If you claim that the only thing you see in the two photographs above is the vascular system of squirrel monkeys I won’t believe you. There are many “layers” of the “whole structure” that are available to science — but there are also “layers” that are not.
All of the text and images in this post are from the book, Illuminations: A Bestiary; photographs by Rosamond Wolff Purcell with caption text by Stephen Jay Gould (1986).
Mastodon / Mastodon americanus
Nothing so stuns my mind as an image misinterpreted in scale or orders of magnitude because it has no sure reference point in human bodies or artifacts. The Grand Teton Mountains are named for their whimsical resemblance to the female breast. Fossil mastodons (extinct elephants) evolved molars with cusps in pinnacled rows — so another man of science named them “breast tooth.” This ancient tooth, in the cradle of cotton wool provided by museum curators for its protection, might pass for Wyoming.
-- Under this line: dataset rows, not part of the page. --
//! Tests for `HttpAddressResolver`.

use super::{Address, AddressResolver, Endpoint, HttpAddressResolver, LookupError};
use crate::transport::{HttpClient, HttpError, HttpRequest, HttpResponse};
use std::collections::{HashMap, VecDeque};
use std::sync::{Arc, Mutex};
use std::time::Duration;
use tracing_test::traced_test;

/// Mock HTTP client with a scripted result per URL.
///
/// Records every requested URL in order. Unscripted URLs panic so a test
/// notices when the resolver queries more endpoints than expected.
#[derive(Debug, Default)]
struct MockClient {
    scripts: Mutex<HashMap<url::Url, VecDeque<Result<HttpResponse, HttpError>>>>,
    requests: Mutex<Vec<HttpRequest>>,
}

impl MockClient {
    fn new() -> Self {
        Self::default()
    }

    fn on(self, endpoint: &Endpoint, result: Result<HttpResponse, HttpError>) -> Self {
        self.scripts
            .lock()
            .unwrap()
            .entry(endpoint.url().clone())
            .or_default()
            .push_back(result);
        self
    }

    fn body(self, endpoint: &Endpoint, body: &str) -> Self {
        self.on(endpoint, Ok(ok_response(body)))
    }

    fn requested(&self) -> Vec<url::Url> {
        self.requests
            .lock()
            .unwrap()
            .iter()
            .map(|r| r.url.clone())
            .collect()
    }
}

impl HttpClient for MockClient {
    async fn request(&self, req: HttpRequest) -> Result<HttpResponse, HttpError> {
        let url = req.url.clone();
        self.requests.lock().unwrap().push(req);
        self.scripts
            .lock()
            .unwrap()
            .get_mut(&url)
            .and_then(VecDeque::pop_front)
            .unwrap_or_else(|| panic!("unexpected request to {url}"))
    }
}

impl HttpClient for Arc<MockClient> {
    async fn request(&self, req: HttpRequest) -> Result<HttpResponse, HttpError> {
        (**self).request(req).await
    }
}

/// Builds a resolver sharing `client` with the test.
fn resolver_with(client: MockClient) -> (HttpAddressResolver<Arc<MockClient>>, Arc<MockClient>) {
    let client = Arc::new(client);
    (HttpAddressResolver::new(Arc::clone(&client)), client)
}

fn ok_response(body: &str) -> HttpResponse {
    HttpResponse::new(
        http::StatusCode::OK,
        http::HeaderMap::new(),
        body.as_bytes().to_vec(),
    )
}

fn status_response(status: http::StatusCode) -> HttpResponse {
    HttpResponse::new(status, http::HeaderMap::new(), b"oops".to_vec())
}

fn refused() -> HttpError {
    HttpError::Connection(Box::new(std::io::Error::new(
        std::io::ErrorKind::ConnectionRefused,
        "connection refused",
    )))
}

fn endpoint(n: usize) -> Endpoint {
    Endpoint::parse(&format!("https://lookup{n}.example.net/ip")).unwrap()
}

fn addr(s: &str) -> Address {
    s.parse().unwrap()
}

fn count_diagnostics(lines: &[&str]) -> usize {
    lines
        .iter()
        .filter(|line| line.contains("WARN") || line.contains("ERROR"))
        .count()
}

mod fallback_order {
    use super::*;

    #[tokio::test]
    async fn first_valid_response_wins() {
        let (e1, e2) = (endpoint(1), endpoint(2));
        let client = MockClient::new()
            .body(&e1, "1.1.1.1")
            .body(&e2, "2.2.2.2");
        let (resolver, client) = resolver_with(client);

        let result = resolver.resolve(&[e1.clone(), e2]).await;

        assert_eq!(result, Some(addr("1.1.1.1")));
        assert_eq!(client.requested(), vec![e1.url().clone()]);
    }

    #[tokio::test]
    async fn failing_endpoints_fall_through_in_order() {
        let (e1, e2, e3) = (endpoint(1), endpoint(2), endpoint(3));
        let client = MockClient::new()
            .on(&e1, Err(HttpError::Timeout))
            .on(&e2, Err(refused()))
            .body(&e3, "203.0.113.42");
        let (resolver, client) = resolver_with(client);

        let result = resolver.resolve(&[e1.clone(), e2.clone(), e3.clone()]).await;

        assert_eq!(result, Some(addr("203.0.113.42")));
        assert_eq!(
            client.requested(),
            vec![e1.url().clone(), e2.url().clone(), e3.url().clone()]
        );
    }

    #[tokio::test]
    async fn stops_at_kth_endpoint() {
        let endpoints: Vec<Endpoint> = (1..=5).map(endpoint).collect();
        let client = MockClient::new()
            .on(&endpoints[0], Err(HttpError::Timeout))
            .on(&endpoints[1], Err(HttpError::Timeout))
            .body(&endpoints[2], "198.51.100.7");
        let (resolver, client) = resolver_with(client);

        let result = resolver.resolve(&endpoints).await;

        assert_eq!(result, Some(addr("198.51.100.7")));
        assert_eq!(client.requested().len(), 3);
    }

    #[tokio::test]
    async fn empty_endpoint_list_resolves_nothing() {
        let (resolver, client) = resolver_with(MockClient::new());

        assert_eq!(resolver.resolve(&[]).await, None);
        assert!(client.requested().is_empty());
    }

    #[tokio::test]
    async fn duplicate_endpoints_are_queried_again() {
        let e1 = endpoint(1);
        let client = MockClient::new()
            .on(&e1, Err(HttpError::Timeout))
            .body(&e1, "192.0.2.10");
        let (resolver, client) = resolver_with(client);

        let result = resolver.resolve(&[e1.clone(), e1]).await;

        assert_eq!(result, Some(addr("192.0.2.10")));
        assert_eq!(client.requested().len(), 2);
    }
}

mod validation {
    use super::*;

    #[tokio::test]
    #[traced_test]
    async fn invalid_address_is_logged_and_skipped() {
        let (e1, e2) = (endpoint(1), endpoint(2));
        let client = MockClient::new()
            .body(&e1, "300.1.1.1")
            .body(&e2, "8.8.8.8");
        let (resolver, _) = resolver_with(client);

        let result = resolver.resolve(&[e1, e2]).await;

        assert_eq!(result, Some(addr("8.8.8.8")));
        assert!(logs_contain("returned invalid address '300.1.1.1'"));
        assert!(logs_contain("lookup1.example.net"));
    }

    #[tokio::test]
    #[traced_test]
    async fn long_invalid_body_is_logged_as_excerpt() {
        let (e1, e2) = (endpoint(1), endpoint(2));
        let page = format!("<html>{}<footer>tail-marker</footer></html>", "a".repeat(200));
        let client = MockClient::new().body(&e1, &page).body(&e2, "8.8.8.8");
        let (resolver, _) = resolver_with(client);

        let result = resolver.resolve(&[e1, e2]).await;

        assert_eq!(result, Some(addr("8.8.8.8")));
        assert!(logs_contain("returned invalid address '<html>aaaa"));
        assert!(logs_contain("..."));
        assert!(!logs_contain("tail-marker"));
    }

    #[tokio::test]
    async fn invalid_address_keeps_validation_source() {
        let e1 = endpoint(1);
        let (resolver, _) = resolver_with(MockClient::new().body(&e1, "300.1.1.1"));

        match resolver.lookup(&e1).await {
            Err(LookupError::InvalidAddress { source, .. }) => {
                assert!(matches!(source, crate::network::AddressError::OutOfRange { .. }));
            }
            other => panic!("expected InvalidAddress, got {other:?}"),
        }
    }

    #[tokio::test]
    async fn surrounding_whitespace_is_trimmed() {
        let e1 = endpoint(1);
        let (resolver, _) = resolver_with(MockClient::new().body(&e1, "  93.184.216.34\r\n"));

        assert_eq!(resolver.resolve(&[e1]).await, Some(addr("93.184.216.34")));
    }

    #[tokio::test]
    async fn ipv6_answer_falls_through() {
        let (e1, e2) = (endpoint(1), endpoint(2));
        let client = MockClient::new()
            .body(&e1, "2001:db8::1")
            .body(&e2, "192.0.2.1");
        let (resolver, _) = resolver_with(client);

        assert_eq!(resolver.resolve(&[e1, e2]).await, Some(addr("192.0.2.1")));
    }

    #[tokio::test]
    async fn empty_body_falls_through() {
        let (e1, e2) = (endpoint(1), endpoint(2));
        let client = MockClient::new().body(&e1, "\n").body(&e2, "192.0.2.2");
        let (resolver, _) = resolver_with(client);

        assert_eq!(resolver.resolve(&[e1, e2]).await, Some(addr("192.0.2.2")));
    }

    #[tokio::test]
    async fn non_success_status_falls_through() {
        let (e1, e2) = (endpoint(1), endpoint(2));
        let client = MockClient::new()
            .on(&e1, Ok(status_response(http::StatusCode::BAD_GATEWAY)))
            .body(&e2, "192.0.2.3");
        let (resolver, _) = resolver_with(client);

        assert_eq!(resolver.resolve(&[e1, e2]).await, Some(addr("192.0.2.3")));
    }
}

mod failure {
    use super::*;

    #[tokio::test]
    #[traced_test]
    async fn all_endpoints_failing_logs_once_per_endpoint() {
        let (e1, e2, e3) = (endpoint(1), endpoint(2), endpoint(3));
        let client = MockClient::new()
            .on(&e1, Err(HttpError::Timeout))
            .body(&e2, "not an address")
            .on(&e3, Ok(status_response(http::StatusCode::INTERNAL_SERVER_ERROR)));
        let (resolver, _) = resolver_with(client);

        let result = resolver.resolve(&[e1, e2, e3]).await;

        assert_eq!(result, None);
        logs_assert(|lines: &[&str]| match count_diagnostics(lines) {
            3 => Ok(()),
            n => Err(format!("expected 3 diagnostics, got {n}")),
        });
    }

    #[tokio::test]
    #[traced_test]
    async fn unexpected_failure_aborts_resolution() {
        let (e1, e2) = (endpoint(1), endpoint(2));
        let client = MockClient::new()
            .on(&e1, Err(HttpError::Internal("decoder exploded".to_string())))
            .body(&e2, "192.0.2.4");
        let (resolver, client) = resolver_with(client);

        let result = resolver.resolve(&[e1.clone(), e2]).await;

        assert_eq!(result, None);
        assert_eq!(client.requested(), vec![e1.url().clone()]);
        assert!(logs_contain("Address resolution aborted"));
        assert!(logs_contain("decoder exploded"));
    }

    #[tokio::test]
    #[traced_test]
    async fn request_failure_log_names_endpoint() {
        let e1 = endpoint(1);
        let (resolver, _) = resolver_with(MockClient::new().on(&e1, Err(HttpError::Timeout)));

        assert_eq!(resolver.resolve(&[e1]).await, None);
        assert!(logs_contain(
            "Request to https://lookup1.example.net/ip failed: Request timed out"
        ));
    }
}

mod lookup {
    use super::*;

    #[tokio::test]
    async fn request_carries_configured_timeout() {
        let e1 = endpoint(1);
        let client = Arc::new(MockClient::new().body(&e1, "192.0.2.5"));
        let resolver =
            HttpAddressResolver::new(Arc::clone(&client)).with_timeout(Duration::from_secs(2));

        resolver.lookup(&e1).await.unwrap();

        let requests = client.requests.lock().unwrap();
        assert_eq!(requests[0].method, http::Method::GET);
        assert_eq!(requests[0].timeout, Some(Duration::from_secs(2)));
    }

    #[test]
    fn default_timeout_is_five_seconds() {
        let (resolver, _) = resolver_with(MockClient::new());

        assert_eq!(resolver.timeout(), Duration::from_secs(5));
    }

    #[tokio::test]
    async fn classifies_failures() {
        let (e1, e2, e3, e4) = (endpoint(1), endpoint(2), endpoint(3), endpoint(4));
        let client = MockClient::new()
            .on(&e1, Err(HttpError::Timeout))
            .on(&e2, Ok(status_response(http::StatusCode::NOT_FOUND)))
            .body(&e3, "1.2.3")
            .on(&e4, Err(HttpError::Internal("boom".to_string())));
        let (resolver, _) = resolver_with(client);

        let request = resolver.lookup(&e1).await.unwrap_err();
        let status = resolver.lookup(&e2).await.unwrap_err();
        let invalid = resolver.lookup(&e3).await.unwrap_err();
        let unexpected = resolver.lookup(&e4).await.unwrap_err();

        assert!(matches!(request, LookupError::Request { .. }));
        assert!(request.is_request_class());
        assert!(matches!(status, LookupError::Status { .. }));
        assert!(status.is_request_class());
        assert!(matches!(invalid, LookupError::InvalidAddress { ref raw, .. } if raw == "1.2.3"));
        assert!(!invalid.is_request_class());
        assert!(matches!(unexpected, LookupError::Unexpected { .. }));
        assert!(!unexpected.is_request_class());
        assert_eq!(unexpected.endpoint(), &e4);
    }
}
Ibis / Plegadis falcinellus
In a rare direct imposition upon modes of realities of preservation in museums, Rosamond has playfully drawn circles in the universal patina of all collections — dust. Thus, the banded contrast of nature and storage combines with the natural form of eggs to force these disappointed containers of future ibises into similarity with the beach-rounded pebbles made of dark igneous rock intruded by bands of white quartz or calcite — and so often found on New England’s beaches. Eggs achieve their streamlining by direct shaping in the oviduct, pebbles by the opposite route of erosion sculpturing from original roughness — but the common form does reflect a higher similarity of forces.
Since dust pervades museums, and seems both ineradicable and constant, sleuths may use its thickness as a guide to the age and stratigraphy of collections. I once opened a drawer in an old part of our collections. The contents had been dumped and sheepishly piled back in disarray — but obviously very long ago as the dust testifies. I found a note, also encrusted by the universal patina. It was dated 1861 and contained both an apology and exculpating explanation, penned by a terrified student lest the intense and temperamental boss of the museum, Louis Agassiz himself, discover such a calamity without appropriate documentation. Agassiz, obviously, never opened the drawer. The student, Nathaniel Southgate Shaler, went on to become a famous scientist.
Lobodon / Lobodon carcinophagus
Lobodon, literally the “bumpy-toothed” seal, uses the straining mesh of corrugated teeth to filter krill (small arthropods) from the plankton.
[ ... ] Rosamond and I agreed at the outset that we would trust each other’s different professionalisms and would not question choice of photos or textual themes. Yet we argued more about this photo than any other. I found the identification number ordinary and discordant — the ubiquitous method used by museums to catalogue specimens and, incidentally, so often to destroy their aesthetic integrity. She found it striking and unusual — a kind of prison signature with many layers of meaning. It is well that an artist and a natural historian should see the meaning of a simple alteration so differently — and as a result of so many years spent thinking in a certain unchallenged way.
-Julie





I don’t know about most of what you ask … but what remais, after three or four visits and much thought, is the realisation that all words have been dissolved away to leave image generated feelings of astonishment, transcendency and … grief.